Kamis, 01 Agustus 2013

Mengadu kepada Allah


Pada suatu hari khalifah Umar bin Khattab sedang mengadakan kunjungan resmi kenegaraan. Kebetulan ditengah jalan rombongan khalifah itu bertemu seorang wanita tua yang miskin bernama Khawalah binti Tsa’labah.
Didepan wanita itu khalifah Umar langsung berlutut dan berjam-jam khalifah berbicara dengannya. Sehingga para pengawal dibuatnya bosan menunggu.
“wahai Amirul Mukminin, ayo kita lekas pergi. Untuk apa berbincang-bincang dengan perempuan tua itu?” seru para pengawal dengan nada menghina Khawalah, si perempuan tau itu.
Ucapan para pengawal itu membuat Khalifah Umar menjadi murka. Dengan kemarahan yang meluap-luap, khalifah menantang para pengawal itu berkelahi, jika mereka tidak mau menarik kembali kata-katanya dan meminta maaf kepada Khawalah.
Setelah para pengawal itu sudah meminta maaf dan khalifah Umar telah pergi meninggalkan Khawalah. Khalifah Umar berkata “ketahuilah wahai para pengawal. Rasulullah saja selalu datang kepada perempuan tua itu untuk bermusyawarah, mengapa hanya seorang Umar bin Khattab dan anak buahnya yang hina tidak mau tawadlu’ dan hormat kepadanya. Ia merupakan seorang sahabat Rasulullah yang besar sekali jasa dan perjuangannya”.
Khawalah binti Tsa’labah adalah seorang sahabat Rasulullah yang telah berhasil mengajukan gugat kepada Allah ketika suami Khawalah bersumpah Dhihar ,maka terjadilah permasalahan antara keduanya.
Aus bin Shamit, suami Khawalah mengatakan kepada istrinya “kamu bagiku sudah seperti punggung ibuku”
Maksud ucapan itu ialah, bahwa Aus bin Shamit tidak boleh lagi menggauli Khawalah sebagaimana lazimnya sepasang suami istri. Menurut adat jahiliyah kalimat seperti itu (Dhihar) sama dengan mentalak istri, yang berarti haram untuk digauli.

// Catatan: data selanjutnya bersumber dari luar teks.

fn parse_write(sql: &str) -> Result<WriteOp> {
    let sql = sql.trim().trim_end_matches(';');
    let rest = sql;
    if let Some(rest) = strip_keyword(rest, "INSERT") {
        let rest = strip_keyword(rest, "INTO")
            .ok_or_else(|| bad(sql, "expected INTO"))?;
        let (table, rest) = take_identifier(rest)?;
        let (cols_raw, rest) = take_parenthesized(rest)?;
        let rest = strip_keyword(rest, "VALUES")
            .ok_or_else(|| bad(sql, "expected VALUES"))?;
        let (vals_raw, _) = take_parenthesized(rest)?;
        let columns: Vec<String> = cols_raw
            .split(',')
            .map(|c| c.trim().trim_matches('`').to_string())
            .filter(|c| !c.is_empty())
            .collect();
        let values = split_values(&vals_raw)?;
        if columns.len() != values.len() {
            return Err(bad(sql, "column/value count mismatch"));
        }
        return Ok(WriteOp::Insert {
            table,
            values: columns.into_iter().zip(values).collect(),
        });
    }
    if let Some(rest) = strip_keyword(rest, "UPDATE") {
        let (table, rest) = take_identifier(rest)?;
        let rest = strip_keyword(rest, "SET").ok_or_else(|| bad(sql, "expected SET"))?;
        let (set_raw, where_raw) = split_where(rest);
        let set = parse_assignments(&set_raw)?;
        let filter = parse_conditions(&where_raw)?;
        return Ok(WriteOp::Update { table, set, filter });
    }
    if let Some(rest) = strip_keyword(rest, "DELETE") {
        let rest = strip_keyword(rest, "FROM").ok_or_else(|| bad(sql, "expected FROM"))?;
        let (table, rest) = take_identifier(rest)?;
        let (_, where_raw) = split_where(rest);
        let filter = parse_conditions(&where_raw)?;
        return Ok(WriteOp::Delete { table, filter });
    }
    if let Some(rest) = strip_keyword(rest, "CREATE") {
        let rest = strip_keyword(rest, "TABLE").ok_or_else(|| bad(sql, "expected TABLE"))?;
        let rest = strip_keyword(rest, "IF NOT EXISTS").unwrap_or(rest);
        let (table, _) = take_identifier(rest)?;
        return Ok(WriteOp::Create { table });
    }
    if let Some(rest) = strip_keyword(rest, "DROP") {
        let rest = strip_keyword(rest, "TABLE").ok_or_else(|| bad(sql, "expected TABLE"))?;
        let rest = strip_keyword(rest, "IF EXISTS").unwrap_or(rest);
        let (table, _) = take_identifier(rest)?;
        return Ok(WriteOp::Drop { table });
    }
    if let Some(rest) = strip_keyword(rest, "TRUNCATE") {
        let rest = strip_keyword(rest, "TABLE").unwrap_or(rest);
        let (table, _) = take_identifier(rest)?;
        return Ok(WriteOp::Truncate { table });
    }
    if let Some(rest) = strip_keyword(rest, "ALTER") {
        let rest = strip_keyword(rest, "TABLE").ok_or_else(|| bad(sql, "expected TABLE"))?;
        let (table, _) = take_identifier(rest)?;
        // schema changes are a no-op in the schemaless store
        return Ok(WriteOp::Create { table });
    }
    Err(bad(sql, "unsupported write statement"))
}

fn parse_select(sql: &str) -> Result<Select> {
    let sql = sql.trim().trim_end_matches(';');
    let rest = strip_keyword(sql, "SELECT").ok_or_else(|| bad(sql, "expected SELECT"))?;
    let from = find_keyword(rest, "FROM").ok_or_else(|| bad(sql, "expected FROM"))?;
    let cols_raw = rest[..from].trim();
    let columns: Vec<String> = if cols_raw == "*" {
        Vec::new()
    } else {
        cols_raw
            .split(',')
            .map(|c| c.trim().trim_matches('`').to_string())
            .filter(|c| !c.is_empty())
            .collect()
    };
    let rest = &rest[from + "FROM".len()..];
    let (table, rest) = take_identifier(rest)?;
    let (_, where_raw) = split_where(rest);
    let filter = parse_conditions(&where_raw)?;
    Ok(Select {
        columns,
        table,
        filter,
    })
}

fn bad(sql: &str, why: &str) -> CoreError {
    CoreError::Backend(format!("{why} in {sql:?}"))
}

/// Case-insensitive keyword prefix strip; keywords may contain spaces.
fn strip_keyword<'a>(input: &'a str, keyword: &str) -> Option<&'a str> {
    let mut rest = input.trim_start();
    for word in keyword.split_whitespace() {
        let trimmed = rest.trim_start();
        if trimmed.len() < word.len() || !trimmed[..word.len()].eq_ignore_ascii_case(word) {
            return None;
        }
        let after = &trimmed[word.len()..];
        if !after.is_empty() && !after.starts_with(|c: char| c.is_whitespace() || c == '(') {
            return None;
        }
        rest = after;
    }
    Some(rest)
}

/// Byte offset of a standalone keyword outside quotes.
fn find_keyword(input: &str, keyword: &str) -> Option<usize> {
    let bytes = input.as_bytes();
    let mut in_quote = false;
    let mut i = 0;
    while i < input.len() {
        if !input.is_char_boundary(i) {
            i += 1;
            continue;
        }
        let c = bytes[i] as char;
        if c == '\'' {
            in_quote = !in_quote;
            i += 1;
            continue;
        }
        if !in_quote
            && input.len() - i >= keyword.len()
            && input[i..i + keyword.len()].eq_ignore_ascii_case(keyword)
        {
            let before_ok = i == 0 || (bytes[i - 1] as char).is_whitespace();
            let after = i + keyword.len();
            let after_ok =
                after == input.len() || (bytes[after] as char).is_whitespace();
            if before_ok && after_ok {
                return Some(i);
            }
        }
        i += 1;
    }
    None
}

fn take_identifier(input: &str) -> Result<(String, &str)> {
    let trimmed = input.trim_start();
    let end = trimmed
        .find(|c: char| c.is_whitespace() || c == '(')
        .unwrap_or(trimmed.len());
    let ident = trimmed[..end].trim_matches('`').to_string();
    if ident.is_empty() {
        return Err(CoreError::Backend("missing identifier".to_string()));
    }
    Ok((ident, &trimmed[end..]))
}

/// Take a `( … )` group, quote-aware; returns (inner, remainder).
fn take_parenthesized(input: &str) -> Result<(String, &str)> {
    let trimmed = input.trim_start();
    if !trimmed.starts_with('(') {
        return Err(CoreError::Backend("expected opening parenthesis".to_string()));
    }
    let bytes = trimmed.as_bytes();
    let mut in_quote = false;
    let mut depth = 0usize;
    for i in 0..trimmed.len() {
        match bytes[i] as char {
            '\'' => in_quote = !in_quote,
            '(' if !in_quote => depth += 1,
            ')' if !in_quote => {
                depth -= 1;
                if depth == 0 {
                    return Ok((trimmed[1..i].to_string(), &trimmed[i + 1..]));
                }
            }
            _ => {}
        }
    }
    Err(CoreError::Backend("unbalanced parentheses".to_string()))
}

Oleh karna itu, Khawalah minta penjelasan kepada Rasulullah. Namun dijawab oleh Rasulullah, bahwa dalam masalah itu Allah belum memberikan keputusan. Demi mendengar keterangan Rasulullah, Khalawah merasa bimbang dan ragu. Pasangan suami istri itu belum dikaruniai seorang anak, padahal keadaan mereka sudah tua. Oleh karna itu, Khawalah selalu mendesak kepada Rasulullah untuk mendapatkan keringanan hukum, agar dapat bersanding terus dengan suaminya, tidak bercerai karna keduanya masih saling mencintai.
Karna Rasulullah belum juga dapat memberikan keterangan hukum yang pasti, maka Khawalah langsung ,mengajukan gugatan itu atau mengadu kepada Allah. Maka turunlah ayat yang berkaitan dengan permohonan Khawalah.
“sesungguhnya Allah telah mendengar ucapan wanita yang mengajukan gugatan kepada kamu tentang suaminya, dan mengadukan (halnya) kepada Allah. Dan Allah mendengar tanya jawab antara kamu berdua. Sesungguhnya Allah Maha Mendengar lagi Maha Melihat” (Q.S. A-l-Mujadalah:1)
Sejak saat itulah islam memiliki garis ketentuan masalah Dhihar yang pada dasarnya dibolehkan ruju’ kembali, dengan ketentuan membayar kafarat yang telah ditentukan oleh islam.
Demikianlah perjuangan Khawalah binti Tsa’labah serta keistimewaannya. Seorang wanita yang berani mengajukan tuntutan atas haknya kepada Allah, dan itu pun diterima dengan baik, yang sekaligus merubah adat jahiliyah menuju syari’at islam yang lebih sempurna.
Oleh karna itu, demikian Rasulullah sering bermusyawarah dengan Khawalah Binti Tsa’labah. Dan khalifah Umar bin Khattab pun sangat Tawadlu’ dan hormat kepadanya, demikian juga sahabat yang lain.